To do
Each line in the entries below that holds the word "impl" belongs in the answer.

Task inputs
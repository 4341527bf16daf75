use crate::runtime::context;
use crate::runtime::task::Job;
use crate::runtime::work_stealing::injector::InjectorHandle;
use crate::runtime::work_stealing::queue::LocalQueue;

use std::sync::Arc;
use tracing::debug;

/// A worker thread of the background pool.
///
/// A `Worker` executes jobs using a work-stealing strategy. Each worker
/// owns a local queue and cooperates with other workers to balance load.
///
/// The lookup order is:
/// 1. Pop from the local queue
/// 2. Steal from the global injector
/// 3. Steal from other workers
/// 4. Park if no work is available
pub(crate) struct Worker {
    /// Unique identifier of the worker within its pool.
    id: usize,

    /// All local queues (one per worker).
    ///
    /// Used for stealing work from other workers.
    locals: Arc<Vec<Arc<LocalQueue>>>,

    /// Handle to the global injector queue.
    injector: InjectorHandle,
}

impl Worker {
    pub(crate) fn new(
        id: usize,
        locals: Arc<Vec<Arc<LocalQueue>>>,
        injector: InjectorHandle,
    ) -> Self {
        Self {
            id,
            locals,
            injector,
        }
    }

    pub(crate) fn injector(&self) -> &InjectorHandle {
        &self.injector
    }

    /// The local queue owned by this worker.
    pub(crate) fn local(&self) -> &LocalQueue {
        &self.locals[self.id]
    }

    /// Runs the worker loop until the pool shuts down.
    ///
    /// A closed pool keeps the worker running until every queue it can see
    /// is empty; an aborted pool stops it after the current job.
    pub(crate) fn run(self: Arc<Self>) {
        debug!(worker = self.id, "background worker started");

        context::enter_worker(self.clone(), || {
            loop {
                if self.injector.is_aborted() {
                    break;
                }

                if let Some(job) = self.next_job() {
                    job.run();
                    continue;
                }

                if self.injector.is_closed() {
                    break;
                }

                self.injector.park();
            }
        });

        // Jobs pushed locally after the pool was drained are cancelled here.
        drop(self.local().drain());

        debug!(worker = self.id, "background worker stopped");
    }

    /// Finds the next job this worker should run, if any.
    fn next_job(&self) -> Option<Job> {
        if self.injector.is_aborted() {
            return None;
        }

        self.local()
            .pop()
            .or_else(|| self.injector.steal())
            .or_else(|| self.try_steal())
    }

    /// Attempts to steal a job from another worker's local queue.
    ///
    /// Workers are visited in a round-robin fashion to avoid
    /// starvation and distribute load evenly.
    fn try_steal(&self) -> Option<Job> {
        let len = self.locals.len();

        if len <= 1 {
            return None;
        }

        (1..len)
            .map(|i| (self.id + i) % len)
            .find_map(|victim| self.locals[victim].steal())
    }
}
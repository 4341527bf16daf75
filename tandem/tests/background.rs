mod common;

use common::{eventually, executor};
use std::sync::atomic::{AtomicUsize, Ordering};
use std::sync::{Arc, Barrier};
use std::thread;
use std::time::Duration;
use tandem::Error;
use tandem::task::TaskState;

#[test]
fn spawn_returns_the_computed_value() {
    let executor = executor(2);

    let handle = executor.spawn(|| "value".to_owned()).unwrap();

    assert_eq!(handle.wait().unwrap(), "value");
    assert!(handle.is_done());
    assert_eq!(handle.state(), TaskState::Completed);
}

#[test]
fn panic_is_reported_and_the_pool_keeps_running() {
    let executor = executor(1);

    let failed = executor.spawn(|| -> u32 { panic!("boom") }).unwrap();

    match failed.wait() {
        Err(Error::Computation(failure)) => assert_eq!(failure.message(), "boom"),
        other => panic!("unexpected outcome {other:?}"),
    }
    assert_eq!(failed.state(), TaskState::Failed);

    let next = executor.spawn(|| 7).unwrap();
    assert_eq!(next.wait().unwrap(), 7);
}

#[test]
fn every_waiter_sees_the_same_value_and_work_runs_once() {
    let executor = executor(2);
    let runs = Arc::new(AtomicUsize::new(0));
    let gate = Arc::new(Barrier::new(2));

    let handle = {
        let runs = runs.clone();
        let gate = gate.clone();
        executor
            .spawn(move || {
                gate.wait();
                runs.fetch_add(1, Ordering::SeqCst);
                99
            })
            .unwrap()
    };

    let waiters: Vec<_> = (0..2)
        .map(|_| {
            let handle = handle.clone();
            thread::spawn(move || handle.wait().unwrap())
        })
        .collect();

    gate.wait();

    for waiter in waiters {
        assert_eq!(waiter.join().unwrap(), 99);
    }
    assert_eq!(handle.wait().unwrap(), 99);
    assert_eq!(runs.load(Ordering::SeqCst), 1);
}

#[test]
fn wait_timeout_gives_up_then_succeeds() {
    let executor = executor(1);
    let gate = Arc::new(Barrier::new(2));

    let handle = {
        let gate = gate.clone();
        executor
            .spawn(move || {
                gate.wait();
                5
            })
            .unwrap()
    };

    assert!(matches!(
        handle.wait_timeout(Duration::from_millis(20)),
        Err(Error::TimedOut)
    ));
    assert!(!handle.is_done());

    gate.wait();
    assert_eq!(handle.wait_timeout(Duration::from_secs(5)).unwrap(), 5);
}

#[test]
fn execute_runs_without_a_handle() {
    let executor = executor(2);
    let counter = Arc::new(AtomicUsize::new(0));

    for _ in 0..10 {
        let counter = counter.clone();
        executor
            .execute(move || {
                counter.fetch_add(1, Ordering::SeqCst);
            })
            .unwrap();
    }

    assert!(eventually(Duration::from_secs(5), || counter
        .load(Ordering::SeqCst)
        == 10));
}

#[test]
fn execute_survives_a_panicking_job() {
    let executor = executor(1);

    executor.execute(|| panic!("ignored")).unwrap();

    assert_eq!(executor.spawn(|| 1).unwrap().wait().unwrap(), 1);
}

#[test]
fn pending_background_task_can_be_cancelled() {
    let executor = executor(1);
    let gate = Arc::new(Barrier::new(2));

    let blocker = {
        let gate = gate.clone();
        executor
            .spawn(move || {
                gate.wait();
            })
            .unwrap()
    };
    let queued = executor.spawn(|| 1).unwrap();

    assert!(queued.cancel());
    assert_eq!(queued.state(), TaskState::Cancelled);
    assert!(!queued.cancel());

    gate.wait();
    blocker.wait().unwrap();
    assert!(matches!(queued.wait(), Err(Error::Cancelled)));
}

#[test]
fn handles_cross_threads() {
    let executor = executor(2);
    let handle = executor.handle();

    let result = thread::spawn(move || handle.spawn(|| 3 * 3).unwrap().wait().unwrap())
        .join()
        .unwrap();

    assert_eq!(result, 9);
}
==
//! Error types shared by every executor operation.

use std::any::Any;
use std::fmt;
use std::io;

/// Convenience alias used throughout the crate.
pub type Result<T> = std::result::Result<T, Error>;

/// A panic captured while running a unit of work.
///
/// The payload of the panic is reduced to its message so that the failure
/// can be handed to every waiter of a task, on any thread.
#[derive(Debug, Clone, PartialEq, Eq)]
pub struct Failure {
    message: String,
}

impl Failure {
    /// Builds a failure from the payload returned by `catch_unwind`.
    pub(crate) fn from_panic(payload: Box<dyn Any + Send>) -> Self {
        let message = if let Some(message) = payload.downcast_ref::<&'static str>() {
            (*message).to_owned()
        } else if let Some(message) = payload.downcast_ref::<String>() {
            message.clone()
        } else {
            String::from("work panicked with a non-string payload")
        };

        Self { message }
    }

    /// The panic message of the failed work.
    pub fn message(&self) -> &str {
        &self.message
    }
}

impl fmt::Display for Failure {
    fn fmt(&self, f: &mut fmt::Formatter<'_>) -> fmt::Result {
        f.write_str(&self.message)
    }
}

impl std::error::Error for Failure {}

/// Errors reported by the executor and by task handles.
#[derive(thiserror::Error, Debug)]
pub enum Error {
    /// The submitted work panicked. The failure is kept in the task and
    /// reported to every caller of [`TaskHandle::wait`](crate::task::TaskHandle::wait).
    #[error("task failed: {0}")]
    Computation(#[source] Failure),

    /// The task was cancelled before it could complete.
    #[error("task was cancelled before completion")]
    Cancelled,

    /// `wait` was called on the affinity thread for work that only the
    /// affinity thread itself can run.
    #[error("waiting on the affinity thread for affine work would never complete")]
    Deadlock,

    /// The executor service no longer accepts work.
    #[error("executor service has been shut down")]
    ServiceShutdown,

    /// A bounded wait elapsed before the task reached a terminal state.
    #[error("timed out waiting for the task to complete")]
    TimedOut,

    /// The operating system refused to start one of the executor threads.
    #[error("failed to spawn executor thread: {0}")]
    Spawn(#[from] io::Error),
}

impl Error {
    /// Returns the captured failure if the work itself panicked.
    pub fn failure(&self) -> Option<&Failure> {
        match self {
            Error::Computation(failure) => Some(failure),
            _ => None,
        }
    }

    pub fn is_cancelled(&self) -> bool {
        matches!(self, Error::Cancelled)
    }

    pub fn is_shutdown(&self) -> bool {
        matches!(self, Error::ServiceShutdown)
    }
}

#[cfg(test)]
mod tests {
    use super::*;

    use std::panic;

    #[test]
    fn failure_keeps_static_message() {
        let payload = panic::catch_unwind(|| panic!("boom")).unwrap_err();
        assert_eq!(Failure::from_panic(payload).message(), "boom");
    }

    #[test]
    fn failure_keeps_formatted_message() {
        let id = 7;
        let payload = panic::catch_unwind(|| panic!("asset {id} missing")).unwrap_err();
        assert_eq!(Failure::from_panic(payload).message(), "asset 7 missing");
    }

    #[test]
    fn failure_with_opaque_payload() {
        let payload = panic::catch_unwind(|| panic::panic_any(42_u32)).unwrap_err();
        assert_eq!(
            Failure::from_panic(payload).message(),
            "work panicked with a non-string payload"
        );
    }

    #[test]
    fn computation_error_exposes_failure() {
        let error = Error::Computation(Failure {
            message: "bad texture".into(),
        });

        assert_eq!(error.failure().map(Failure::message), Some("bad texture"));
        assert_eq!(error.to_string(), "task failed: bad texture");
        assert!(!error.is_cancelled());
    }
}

Solution to the problem
impl Worker {
impl Failure {
impl fmt::Display for Failure {
impl std::error::Error for Failure {}
impl Error {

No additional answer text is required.